**Task statement:** State how many lines of the data contain the word "Creates", and write nothing besides the number.

[Given data Boundary: Start]

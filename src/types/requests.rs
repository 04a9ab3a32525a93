//! Request types for MAGI.

use std::collections::HashMap;
use std::str::FromStr;
use std::time::Duration;

use serde::{Deserialize, Serialize};

use crate::types::config::ConsensusConfig;
use crate::{MagiError, MagiResult};

// ═══════════════════════════════════════════════════════════════════════════
// Provider identity
// ═══════════════════════════════════════════════════════════════════════════

/// A supported upstream LLM vendor.
///
/// Variant order is the canonical result order.
#[derive(Debug, Clone, Copy, Serialize, Deserialize, PartialEq, Eq, Hash, PartialOrd, Ord)]
#[serde(rename_all = "lowercase")]
pub enum ProviderKind {
    OpenAi,
    Gemini,
    Xai,
    Anthropic,
}

impl ProviderKind {
    /// All providers in canonical order.
    pub const ALL: [ProviderKind; 4] = [
        ProviderKind::OpenAi,
        ProviderKind::Gemini,
        ProviderKind::Xai,
        ProviderKind::Anthropic,
    ];

    /// Wire name of the provider.
    pub fn name(self) -> &'static str {
        match self {
            ProviderKind::OpenAi => "openai",
            ProviderKind::Gemini => "gemini",
            ProviderKind::Xai => "xai",
            ProviderKind::Anthropic => "anthropic",
        }
    }

    /// Environment variable holding the API key.
    pub fn credential_env(self) -> &'static str {
        match self {
            ProviderKind::OpenAi => "OPENAI_API_KEY",
            ProviderKind::Gemini => "GEMINI_API_KEY",
            ProviderKind::Xai => "XAI_API_KEY",
            ProviderKind::Anthropic => "ANTHROPIC_API_KEY",
        }
    }

    /// Environment variable overriding the default model.
    pub fn model_env(self) -> &'static str {
        match self {
            ProviderKind::OpenAi => "OPENAI_MODEL",
            ProviderKind::Gemini => "GEMINI_MODEL",
            ProviderKind::Xai => "XAI_MODEL",
            ProviderKind::Anthropic => "ANTHROPIC_MODEL",
        }
    }

    /// Parses a list of wire names, rejecting unknown ones and dropping duplicates.
    ///
    /// The result is sorted in canonical order.
    pub fn parse_list<S: AsRef<str>>(names: &[S]) -> MagiResult<Vec<ProviderKind>> {
        let mut kinds = Vec::with_capacity(names.len());
        for name in names {
            let kind: ProviderKind = name.as_ref().parse()?;
            if !kinds.contains(&kind) {
                kinds.push(kind);
            }
        }
        kinds.sort();
        Ok(kinds)
    }
}

impl FromStr for ProviderKind {
    type Err = MagiError;

    fn from_str(s: &str) -> Result<Self, Self::Err> {
        match s.trim().to_ascii_lowercase().as_str() {
            "openai" => Ok(ProviderKind::OpenAi),
            "gemini" => Ok(ProviderKind::Gemini),
            "xai" => Ok(ProviderKind::Xai),
            "anthropic" => Ok(ProviderKind::Anthropic),
            _ => Err(MagiError::UnknownProvider(s.to_string())),
        }
    }
}

impl std::fmt::Display for ProviderKind {
    fn fmt(&self, f: &mut std::fmt::Formatter<'_>) -> std::fmt::Result {
        write!(f, "{}", self.name())
    }
}

// ═══════════════════════════════════════════════════════════════════════════
// Prompt
// ═══════════════════════════════════════════════════════════════════════════

/// A fully resolved prompt, shared read-only by every provider call.
#[derive(Debug, Clone, PartialEq)]
pub struct Prompt {
    /// User prompt text.
    pub text: String,

    /// Optional system instruction.
    pub system: Option<String>,

    /// Per-provider model overrides.
    pub models: HashMap<ProviderKind, String>,

    /// Sampling temperature.
    pub temperature: f64,

    /// Per-call deadline.
    pub timeout: Duration,

    /// Maximum output tokens, if capped.
    pub max_tokens: Option<u32>,
}

impl Prompt {
    /// Creates a prompt with default sampling settings.
    pub fn new(text: impl Into<String>) -> Self {
        let defaults = ConsensusConfig::default();
        Self {
            text: text.into(),
            system: None,
            models: HashMap::new(),
            temperature: defaults.temperature,
            timeout: Duration::from_millis(defaults.timeout_ms),
            max_tokens: defaults.max_tokens,
        }
    }

    /// Sets the system instruction.
    pub fn with_system(mut self, system: impl Into<String>) -> Self {
        self.system = Some(system.into());
        self
    }

    /// Overrides the model for one provider.
    pub fn with_model(mut self, provider: ProviderKind, model: impl Into<String>) -> Self {
        self.models.insert(provider, model.into());
        self
    }

    /// Sets the temperature.
    pub fn with_temperature(mut self, temperature: f64) -> Self {
        self.temperature = temperature;
        self
    }

    /// Sets the per-call deadline.
    pub fn with_timeout(mut self, timeout: Duration) -> Self {
        self.timeout = timeout;
        self
    }

    /// Caps the output length.
    pub fn with_max_tokens(mut self, max_tokens: u32) -> Self {
        self.max_tokens = Some(max_tokens);
        self
    }

    /// Model override for a provider, if any.
    pub fn model_for(&self, provider: ProviderKind) -> Option<&str> {
        self.models.get(&provider).map(String::as_str)
    }
}

// ═══════════════════════════════════════════════════════════════════════════
// Inbound request
// ═══════════════════════════════════════════════════════════════════════════

/// Inbound consensus/compare request as received on the wire.
#[derive(Debug, Clone, Default, Serialize, Deserialize)]
pub struct ConsensusRequest {
    /// User prompt (required, non-empty).
    #[serde(default)]
    pub prompt: Option<String>,

    /// Optional system instruction.
    #[serde(default, skip_serializing_if = "Option::is_none")]
    pub system: Option<String>,

    /// Providers to query; empty or absent means every enabled provider.
    #[serde(default, skip_serializing_if = "Option::is_none")]
    pub providers: Option<Vec<String>>,

    /// Per-provider model overrides keyed by provider name.
    #[serde(default, skip_serializing_if = "HashMap::is_empty")]
    pub models: HashMap<String, String>,

    #[serde(default, skip_serializing_if = "Option::is_none")]
    pub temperature: Option<f64>,

    #[serde(default, skip_serializing_if = "Option::is_none")]
    pub timeout_ms: Option<u64>,

    #[serde(default, skip_serializing_if = "Option::is_none")]
    pub max_tokens: Option<u32>,
}

/// A validated request: the prompt plus the canonical provider list.
#[derive(Debug, Clone)]
pub struct ResolvedRequest {
    pub prompt: Prompt,
    pub providers: Vec<ProviderKind>,
}

impl ConsensusRequest {
    /// Creates a request for a prompt with every other field defaulted.
    pub fn new(prompt: impl Into<String>) -> Self {
        Self {
            prompt: Some(prompt.into()),
            ..Default::default()
        }
    }

    /// Restricts the request to the given providers.
    pub fn with_providers<S: Into<String>>(mut self, providers: impl IntoIterator<Item = S>) -> Self {
        self.providers = Some(providers.into_iter().map(Into::into).collect());
        self
    }

    /// Sets the system instruction.
    pub fn with_system(mut self, system: impl Into<String>) -> Self {
        self.system = Some(system.into());
        self
    }

    /// Validates the request and fills defaults.
    ///
    /// `enabled` is the provider set used when the request names none.
    pub fn resolve(
        &self,
        enabled: &[ProviderKind],
        defaults: &ConsensusConfig,
    ) -> MagiResult<ResolvedRequest> {
        let text = match self.prompt.as_deref() {
            Some(p) if !p.trim().is_empty() => p.to_string(),
            _ => return Err(MagiError::invalid_request("prompt is required")),
        };

        let providers = match self.providers.as_deref() {
            Some(names) if !names.is_empty() => ProviderKind::parse_list(names)?,
            _ => {
                let mut all = enabled.to_vec();
                all.sort();
                all.dedup();
                all
            }
        };
        if providers.is_empty() {
            return Err(MagiError::invalid_request("no providers enabled"));
        }

        let mut models = HashMap::new();
        for (name, model) in &self.models {
            let kind: ProviderKind = name.parse()?;
            if !model.trim().is_empty() {
                models.insert(kind, model.trim().to_string());
            }
        }

        let temperature = self.temperature.unwrap_or(defaults.temperature);
        if !temperature.is_finite() || temperature < 0.0 {
            return Err(MagiError::invalid_request(format!(
                "temperature must be a non-negative number, got {}",
                temperature
            )));
        }

        let timeout_ms = self.timeout_ms.unwrap_or(defaults.timeout_ms);
        if timeout_ms == 0 {
            return Err(MagiError::invalid_request("timeout_ms must be positive"));
        }

        Ok(ResolvedRequest {
            prompt: Prompt {
                text,
                system: self.system.clone().filter(|s| !s.trim().is_empty()),
                models,
                temperature,
                timeout: Duration::from_millis(timeout_ms),
                max_tokens: self.max_tokens.or(defaults.max_tokens),
            },
            providers,
        })
    }
}

#[cfg(test)]
mod tests {
    use super::*;
    use serde_json::json;

    fn defaults() -> ConsensusConfig {
        ConsensusConfig::default()
    }

    #[test]
    fn test_provider_kind_roundtrip_names() {
        for kind in ProviderKind::ALL {
            assert_eq!(kind.name().parse::<ProviderKind>().unwrap(), kind);
        }
        assert_eq!("OpenAI".parse::<ProviderKind>().unwrap(), ProviderKind::OpenAi);
        assert!("mistral".parse::<ProviderKind>().is_err());
    }

    #[test]
    fn test_provider_kind_serde_name() {
        assert_eq!(serde_json::to_string(&ProviderKind::OpenAi).unwrap(), "\"openai\"");
        assert_eq!(serde_json::to_string(&ProviderKind::Xai).unwrap(), "\"xai\"");
    }

    #[test]
    fn test_parse_list_canonical_and_deduplicated() {
        let kinds = ProviderKind::parse_list(&["xai", "openai", "xai", "gemini"]).unwrap();
        assert_eq!(
            kinds,
            vec![ProviderKind::OpenAi, ProviderKind::Gemini, ProviderKind::Xai]
        );
    }

    #[test]
    fn test_resolve_defaults() {
        let request: ConsensusRequest = serde_json::from_value(json!({"prompt": "2+2?"})).unwrap();
        let resolved = request.resolve(&ProviderKind::ALL, &defaults()).unwrap();

        assert_eq!(resolved.prompt.text, "2+2?");
        assert_eq!(resolved.providers, ProviderKind::ALL.to_vec());
        assert!((resolved.prompt.temperature - 0.2).abs() < f64::EPSILON);
        assert_eq!(resolved.prompt.timeout, Duration::from_millis(30_000));
        assert!(resolved.prompt.max_tokens.is_none());
    }

    #[test]
    fn test_resolve_missing_prompt_is_bad_request() {
        let request: ConsensusRequest = serde_json::from_value(json!({})).unwrap();
        let err = request.resolve(&ProviderKind::ALL, &defaults()).unwrap_err();
        assert_eq!(err.status_code(), 400);

        let blank = ConsensusRequest::new("   ");
        assert!(blank.resolve(&ProviderKind::ALL, &defaults()).is_err());
    }

    #[test]
    fn test_resolve_unknown_provider_is_bad_request() {
        let request = ConsensusRequest::new("hi").with_providers(["openai", "mistral"]);
        let err = request.resolve(&ProviderKind::ALL, &defaults()).unwrap_err();
        assert!(matches!(err, MagiError::UnknownProvider(ref p) if p == "mistral"));
        assert_eq!(err.status_code(), 400);
    }

    #[test]
    fn test_resolve_model_overrides_and_settings() {
        let request: ConsensusRequest = serde_json::from_value(json!({
            "prompt": "hello",
            "system": "be brief",
            "providers": ["gemini"],
            "models": {"gemini": "gemini-2.0-pro"},
            "temperature": 0.7,
            "timeout_ms": 5000,
            "max_tokens": 64
        }))
        .unwrap();

        let resolved = request.resolve(&ProviderKind::ALL, &defaults()).unwrap();
        assert_eq!(resolved.providers, vec![ProviderKind::Gemini]);
        assert_eq!(resolved.prompt.model_for(ProviderKind::Gemini), Some("gemini-2.0-pro"));
        assert_eq!(resolved.prompt.model_for(ProviderKind::OpenAi), None);
        assert_eq!(resolved.prompt.system.as_deref(), Some("be brief"));
        assert_eq!(resolved.prompt.timeout, Duration::from_millis(5000));
        assert_eq!(resolved.prompt.max_tokens, Some(64));
    }

    #[test]
    fn test_resolve_rejects_bad_numbers() {
        let mut request = ConsensusRequest::new("hi");
        request.timeout_ms = Some(0);
        assert!(request.resolve(&ProviderKind::ALL, &defaults()).is_err());

        let mut request = ConsensusRequest::new("hi");
        request.temperature = Some(-1.0);
        assert!(request.resolve(&ProviderKind::ALL, &defaults()).is_err());
    }

    #[test]
    fn test_resolve_empty_list_uses_enabled() {
        let request = ConsensusRequest::new("hi").with_providers(Vec::<String>::new());
        let resolved = request
            .resolve(&[ProviderKind::Xai, ProviderKind::OpenAi], &defaults())
            .unwrap();
        assert_eq!(resolved.providers, vec![ProviderKind::OpenAi, ProviderKind::Xai]);
    }

    #[test]
    fn test_prompt_builder() {
        let prompt = Prompt::new("q")
            .with_system("s")
            .with_model(ProviderKind::Xai, "grok-beta")
            .with_temperature(0.0)
            .with_max_tokens(8);

        assert_eq!(prompt.system.as_deref(), Some("s"));
        assert_eq!(prompt.model_for(ProviderKind::Xai), Some("grok-beta"));
        assert_eq!(prompt.max_tokens, Some(8));
    }
}
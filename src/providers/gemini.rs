//! Gemini `generateContent` dialect.

use reqwest::header::HeaderMap;
use serde::Serialize;
use serde_json::Value;

use super::base::{Dialect, ProviderSpec, VendorRequest};
use super::normalize::{self, Normalized};
use crate::types::requests::Prompt;
use crate::{MagiError, MagiResult};

#[derive(Debug, Serialize)]
#[serde(rename_all = "camelCase")]
struct GenerateRequest {
    contents: Vec<Content>,
    generation_config: GenerationConfig,
}

#[derive(Debug, Serialize)]
struct Content {
    role: &'static str,
    parts: Vec<Part>,
}

#[derive(Debug, Serialize)]
struct Part {
    text: String,
}

#[derive(Debug, Serialize)]
#[serde(rename_all = "camelCase")]
struct GenerationConfig {
    temperature: f64,
    #[serde(skip_serializing_if = "Option::is_none")]
    max_output_tokens: Option<u32>,
}

/// `POST /v1beta/models/{model}:generateContent?key=...`.
///
/// Gemini has no system role here; the instruction is sent as a leading user
/// turn prefixed with `SYSTEM: `.
#[derive(Debug, Default, Clone, Copy)]
pub struct GenerateContent;

impl Dialect for GenerateContent {
    fn build_request(
        &self,
        spec: &ProviderSpec,
        model: &str,
        prompt: &Prompt,
        api_key: &str,
    ) -> MagiResult<VendorRequest> {
        let method = format!("{}:generateContent", model);
        let mut url = spec.endpoint("/")?;
        url.path_segments_mut()
            .map_err(|_| MagiError::config(format!("base_url for {} cannot be a base", spec.kind)))?
            .pop_if_empty()
            .extend(["v1beta", "models", method.as_str()]);
        url.query_pairs_mut().append_pair("key", api_key);

        let mut contents = Vec::with_capacity(2);
        if let Some(system) = prompt.system.as_deref() {
            contents.push(Content {
                role: "user",
                parts: vec![Part {
                    text: format!("SYSTEM: {}", system),
                }],
            });
        }
        contents.push(Content {
            role: "user",
            parts: vec![Part {
                text: prompt.text.clone(),
            }],
        });

        let body = GenerateRequest {
            contents,
            generation_config: GenerationConfig {
                temperature: prompt.temperature,
                max_output_tokens: prompt.max_tokens,
            },
        };

        Ok(VendorRequest {
            url,
            headers: HeaderMap::new(),
            body: serde_json::to_value(body)?,
        })
    }

    fn normalize(&self, body: &Value) -> Result<Normalized, String> {
        normalize::gemini(body)
    }
}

[Given data Boundary: End]

**Exercise output:** 2